TASK REQUIREMENTS: Each line of the listing where the string "SectorAbstraction" appears is to be identified and copied.

• • • • • • •

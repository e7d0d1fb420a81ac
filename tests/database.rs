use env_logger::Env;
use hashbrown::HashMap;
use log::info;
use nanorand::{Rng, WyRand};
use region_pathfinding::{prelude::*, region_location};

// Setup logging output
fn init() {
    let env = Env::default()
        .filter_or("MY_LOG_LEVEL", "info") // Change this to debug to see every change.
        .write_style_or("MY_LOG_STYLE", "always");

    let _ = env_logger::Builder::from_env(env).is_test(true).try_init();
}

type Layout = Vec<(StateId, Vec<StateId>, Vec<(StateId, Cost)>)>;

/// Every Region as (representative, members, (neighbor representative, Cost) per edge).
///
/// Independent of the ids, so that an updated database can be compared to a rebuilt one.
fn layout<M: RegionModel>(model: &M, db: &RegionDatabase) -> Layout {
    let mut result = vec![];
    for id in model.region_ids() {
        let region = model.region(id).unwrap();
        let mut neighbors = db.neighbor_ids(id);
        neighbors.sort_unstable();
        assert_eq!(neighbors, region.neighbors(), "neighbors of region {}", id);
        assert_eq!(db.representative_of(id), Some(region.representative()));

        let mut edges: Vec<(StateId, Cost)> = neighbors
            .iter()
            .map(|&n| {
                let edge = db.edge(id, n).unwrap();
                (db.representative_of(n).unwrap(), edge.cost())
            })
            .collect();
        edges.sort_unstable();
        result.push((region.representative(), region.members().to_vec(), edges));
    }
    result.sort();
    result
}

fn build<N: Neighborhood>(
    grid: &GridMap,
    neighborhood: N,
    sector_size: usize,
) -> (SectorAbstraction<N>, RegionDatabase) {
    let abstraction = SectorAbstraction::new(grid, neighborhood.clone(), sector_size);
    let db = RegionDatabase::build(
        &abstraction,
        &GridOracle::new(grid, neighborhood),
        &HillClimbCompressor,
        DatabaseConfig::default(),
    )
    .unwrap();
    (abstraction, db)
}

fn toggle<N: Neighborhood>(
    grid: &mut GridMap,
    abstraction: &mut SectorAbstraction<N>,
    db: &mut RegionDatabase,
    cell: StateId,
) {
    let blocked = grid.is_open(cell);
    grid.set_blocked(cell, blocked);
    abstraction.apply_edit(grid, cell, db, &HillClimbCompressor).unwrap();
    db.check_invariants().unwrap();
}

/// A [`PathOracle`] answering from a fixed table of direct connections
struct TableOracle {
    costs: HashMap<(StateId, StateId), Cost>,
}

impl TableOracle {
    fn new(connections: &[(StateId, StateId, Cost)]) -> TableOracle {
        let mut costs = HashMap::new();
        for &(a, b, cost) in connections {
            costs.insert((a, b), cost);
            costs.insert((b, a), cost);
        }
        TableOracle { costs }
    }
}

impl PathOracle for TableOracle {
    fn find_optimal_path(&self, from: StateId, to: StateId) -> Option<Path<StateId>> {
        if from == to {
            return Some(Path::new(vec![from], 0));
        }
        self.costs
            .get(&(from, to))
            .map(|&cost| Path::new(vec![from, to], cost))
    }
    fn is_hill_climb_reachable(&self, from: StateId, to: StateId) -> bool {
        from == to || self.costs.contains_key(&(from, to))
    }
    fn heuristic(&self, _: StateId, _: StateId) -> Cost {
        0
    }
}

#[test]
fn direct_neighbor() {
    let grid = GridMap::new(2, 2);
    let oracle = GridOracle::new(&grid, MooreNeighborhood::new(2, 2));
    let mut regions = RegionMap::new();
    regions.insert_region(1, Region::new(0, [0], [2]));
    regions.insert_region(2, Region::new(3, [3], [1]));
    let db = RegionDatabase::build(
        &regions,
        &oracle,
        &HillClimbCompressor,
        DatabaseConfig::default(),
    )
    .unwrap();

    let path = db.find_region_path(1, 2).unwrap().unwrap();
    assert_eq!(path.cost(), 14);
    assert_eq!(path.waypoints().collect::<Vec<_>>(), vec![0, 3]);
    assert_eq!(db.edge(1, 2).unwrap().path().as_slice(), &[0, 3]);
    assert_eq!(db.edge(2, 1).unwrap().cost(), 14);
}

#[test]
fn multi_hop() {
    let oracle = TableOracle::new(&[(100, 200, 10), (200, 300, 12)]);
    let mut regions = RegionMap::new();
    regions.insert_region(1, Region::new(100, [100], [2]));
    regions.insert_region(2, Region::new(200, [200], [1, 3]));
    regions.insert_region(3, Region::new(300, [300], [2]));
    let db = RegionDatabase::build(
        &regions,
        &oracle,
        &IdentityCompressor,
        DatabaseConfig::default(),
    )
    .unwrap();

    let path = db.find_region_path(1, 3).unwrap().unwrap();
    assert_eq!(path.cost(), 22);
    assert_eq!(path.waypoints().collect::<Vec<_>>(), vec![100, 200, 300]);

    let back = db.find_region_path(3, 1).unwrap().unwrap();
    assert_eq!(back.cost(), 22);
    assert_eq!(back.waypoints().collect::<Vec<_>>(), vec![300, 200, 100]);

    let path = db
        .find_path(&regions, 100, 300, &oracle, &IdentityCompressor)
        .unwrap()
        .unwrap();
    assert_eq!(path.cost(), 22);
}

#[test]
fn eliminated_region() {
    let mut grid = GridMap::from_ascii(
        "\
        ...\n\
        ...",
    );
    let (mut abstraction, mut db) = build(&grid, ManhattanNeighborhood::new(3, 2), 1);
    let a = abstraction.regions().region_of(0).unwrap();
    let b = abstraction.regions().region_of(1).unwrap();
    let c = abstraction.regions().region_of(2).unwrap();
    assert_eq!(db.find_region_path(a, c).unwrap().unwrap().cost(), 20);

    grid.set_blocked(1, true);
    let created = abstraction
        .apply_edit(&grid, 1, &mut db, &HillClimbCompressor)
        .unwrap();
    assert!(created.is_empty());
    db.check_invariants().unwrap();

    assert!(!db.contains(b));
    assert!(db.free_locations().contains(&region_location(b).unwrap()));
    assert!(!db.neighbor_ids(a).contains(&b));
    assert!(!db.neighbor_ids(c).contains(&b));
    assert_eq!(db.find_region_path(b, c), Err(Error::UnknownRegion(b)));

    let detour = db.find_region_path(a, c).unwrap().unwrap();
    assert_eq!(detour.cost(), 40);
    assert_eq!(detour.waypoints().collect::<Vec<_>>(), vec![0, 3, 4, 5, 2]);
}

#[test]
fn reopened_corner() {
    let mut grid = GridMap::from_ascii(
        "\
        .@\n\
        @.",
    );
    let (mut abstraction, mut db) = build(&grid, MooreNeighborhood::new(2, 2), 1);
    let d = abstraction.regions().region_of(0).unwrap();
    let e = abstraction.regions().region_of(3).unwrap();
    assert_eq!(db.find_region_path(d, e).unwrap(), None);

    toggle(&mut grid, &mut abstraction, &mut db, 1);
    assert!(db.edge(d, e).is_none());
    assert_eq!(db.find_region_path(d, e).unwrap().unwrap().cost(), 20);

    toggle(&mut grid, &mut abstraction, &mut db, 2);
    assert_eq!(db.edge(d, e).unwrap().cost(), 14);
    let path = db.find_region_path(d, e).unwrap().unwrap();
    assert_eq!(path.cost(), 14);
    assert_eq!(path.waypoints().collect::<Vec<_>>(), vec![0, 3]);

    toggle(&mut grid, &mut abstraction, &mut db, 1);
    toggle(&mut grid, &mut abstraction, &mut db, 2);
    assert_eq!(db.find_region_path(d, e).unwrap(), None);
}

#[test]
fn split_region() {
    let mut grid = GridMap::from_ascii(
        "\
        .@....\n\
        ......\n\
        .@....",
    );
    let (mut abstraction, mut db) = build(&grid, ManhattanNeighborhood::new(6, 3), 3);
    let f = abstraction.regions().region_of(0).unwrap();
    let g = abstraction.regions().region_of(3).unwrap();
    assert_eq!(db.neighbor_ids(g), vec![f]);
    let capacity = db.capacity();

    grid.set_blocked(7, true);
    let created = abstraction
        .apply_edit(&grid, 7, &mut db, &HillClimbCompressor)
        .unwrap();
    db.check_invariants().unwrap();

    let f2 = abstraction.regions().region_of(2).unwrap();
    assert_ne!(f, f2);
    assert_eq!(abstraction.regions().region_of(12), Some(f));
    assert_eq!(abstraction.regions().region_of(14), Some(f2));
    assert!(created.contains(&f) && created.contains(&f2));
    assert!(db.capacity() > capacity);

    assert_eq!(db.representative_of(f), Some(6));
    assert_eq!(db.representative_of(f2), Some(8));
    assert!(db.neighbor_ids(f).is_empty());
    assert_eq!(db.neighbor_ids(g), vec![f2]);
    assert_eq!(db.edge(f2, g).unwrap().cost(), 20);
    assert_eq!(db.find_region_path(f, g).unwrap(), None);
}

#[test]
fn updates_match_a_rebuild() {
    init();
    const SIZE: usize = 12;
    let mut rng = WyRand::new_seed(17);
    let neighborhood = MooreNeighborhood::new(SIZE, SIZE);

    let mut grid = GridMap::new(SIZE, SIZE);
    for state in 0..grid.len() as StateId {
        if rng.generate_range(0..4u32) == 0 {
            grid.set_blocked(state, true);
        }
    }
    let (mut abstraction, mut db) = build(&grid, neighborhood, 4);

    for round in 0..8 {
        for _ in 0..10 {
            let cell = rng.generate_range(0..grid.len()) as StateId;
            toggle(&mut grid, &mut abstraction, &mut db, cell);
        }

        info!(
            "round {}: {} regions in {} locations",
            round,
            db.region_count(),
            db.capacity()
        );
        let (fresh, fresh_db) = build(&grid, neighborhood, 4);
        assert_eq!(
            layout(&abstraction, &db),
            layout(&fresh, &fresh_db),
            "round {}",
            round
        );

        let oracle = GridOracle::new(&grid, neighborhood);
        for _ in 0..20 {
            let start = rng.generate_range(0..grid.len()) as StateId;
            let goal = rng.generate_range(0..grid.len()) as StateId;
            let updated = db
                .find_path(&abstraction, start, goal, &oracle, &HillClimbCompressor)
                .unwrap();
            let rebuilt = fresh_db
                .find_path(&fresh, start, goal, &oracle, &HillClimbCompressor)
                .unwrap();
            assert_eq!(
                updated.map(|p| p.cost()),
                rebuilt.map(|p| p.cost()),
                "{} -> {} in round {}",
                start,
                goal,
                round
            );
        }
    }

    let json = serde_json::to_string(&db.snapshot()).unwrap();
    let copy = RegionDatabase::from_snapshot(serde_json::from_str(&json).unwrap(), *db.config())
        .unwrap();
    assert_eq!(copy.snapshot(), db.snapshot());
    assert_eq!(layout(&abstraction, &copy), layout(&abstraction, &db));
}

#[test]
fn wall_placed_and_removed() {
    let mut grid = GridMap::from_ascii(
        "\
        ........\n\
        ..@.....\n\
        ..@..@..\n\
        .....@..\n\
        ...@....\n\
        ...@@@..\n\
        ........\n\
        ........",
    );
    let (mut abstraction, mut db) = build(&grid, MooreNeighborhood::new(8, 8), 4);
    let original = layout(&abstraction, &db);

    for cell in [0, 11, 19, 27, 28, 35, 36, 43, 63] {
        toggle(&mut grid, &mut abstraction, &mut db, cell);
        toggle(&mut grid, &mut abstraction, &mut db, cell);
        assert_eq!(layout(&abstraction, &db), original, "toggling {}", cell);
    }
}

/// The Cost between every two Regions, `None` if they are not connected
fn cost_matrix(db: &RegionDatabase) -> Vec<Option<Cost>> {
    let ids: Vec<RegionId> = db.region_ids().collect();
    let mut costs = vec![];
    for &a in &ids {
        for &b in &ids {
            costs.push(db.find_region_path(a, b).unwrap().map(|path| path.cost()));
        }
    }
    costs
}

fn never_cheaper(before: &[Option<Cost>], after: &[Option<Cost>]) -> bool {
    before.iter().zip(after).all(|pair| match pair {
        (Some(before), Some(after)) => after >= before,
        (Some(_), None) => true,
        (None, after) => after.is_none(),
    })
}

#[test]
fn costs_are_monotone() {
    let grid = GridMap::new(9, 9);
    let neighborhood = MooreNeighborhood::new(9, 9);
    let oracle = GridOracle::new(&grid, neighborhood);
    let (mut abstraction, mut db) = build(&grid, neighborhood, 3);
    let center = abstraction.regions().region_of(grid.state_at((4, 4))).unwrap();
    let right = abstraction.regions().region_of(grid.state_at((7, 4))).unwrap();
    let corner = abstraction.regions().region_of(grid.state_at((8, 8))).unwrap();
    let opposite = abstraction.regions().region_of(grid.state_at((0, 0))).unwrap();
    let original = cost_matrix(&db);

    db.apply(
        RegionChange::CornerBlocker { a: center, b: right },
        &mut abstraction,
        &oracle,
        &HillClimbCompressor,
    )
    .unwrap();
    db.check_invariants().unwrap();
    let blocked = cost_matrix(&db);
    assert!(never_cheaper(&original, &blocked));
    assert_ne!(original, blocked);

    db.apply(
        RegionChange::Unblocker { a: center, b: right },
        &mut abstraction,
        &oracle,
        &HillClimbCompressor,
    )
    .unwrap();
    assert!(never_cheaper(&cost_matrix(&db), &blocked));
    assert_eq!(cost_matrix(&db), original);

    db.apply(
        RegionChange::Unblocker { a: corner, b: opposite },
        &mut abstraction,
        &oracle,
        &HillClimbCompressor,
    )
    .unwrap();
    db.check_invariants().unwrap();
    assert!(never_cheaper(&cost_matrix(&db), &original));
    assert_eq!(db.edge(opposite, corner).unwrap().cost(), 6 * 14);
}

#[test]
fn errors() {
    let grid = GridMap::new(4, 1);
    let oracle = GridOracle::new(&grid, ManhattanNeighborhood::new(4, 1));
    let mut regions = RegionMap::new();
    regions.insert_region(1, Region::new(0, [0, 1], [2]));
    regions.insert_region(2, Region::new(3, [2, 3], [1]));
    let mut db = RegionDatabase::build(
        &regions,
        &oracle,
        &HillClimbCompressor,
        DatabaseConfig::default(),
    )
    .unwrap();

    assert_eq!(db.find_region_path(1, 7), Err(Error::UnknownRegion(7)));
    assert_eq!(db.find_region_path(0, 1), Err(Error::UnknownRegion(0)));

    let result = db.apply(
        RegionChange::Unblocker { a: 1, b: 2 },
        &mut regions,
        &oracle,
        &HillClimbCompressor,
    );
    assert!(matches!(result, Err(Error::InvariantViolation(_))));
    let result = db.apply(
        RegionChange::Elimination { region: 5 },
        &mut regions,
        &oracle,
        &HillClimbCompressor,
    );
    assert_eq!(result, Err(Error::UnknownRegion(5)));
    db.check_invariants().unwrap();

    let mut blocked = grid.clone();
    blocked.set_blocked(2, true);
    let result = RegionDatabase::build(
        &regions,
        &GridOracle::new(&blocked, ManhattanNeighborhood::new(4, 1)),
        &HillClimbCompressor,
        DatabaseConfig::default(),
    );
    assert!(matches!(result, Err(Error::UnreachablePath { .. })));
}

• • • • • • •

TASK RESPONSE:
) -> (SectorAbstraction<N>, RegionDatabase) {
    let abstraction = SectorAbstraction::new(grid, neighborhood.clone(), sector_size);
    abstraction: &mut SectorAbstraction<N>,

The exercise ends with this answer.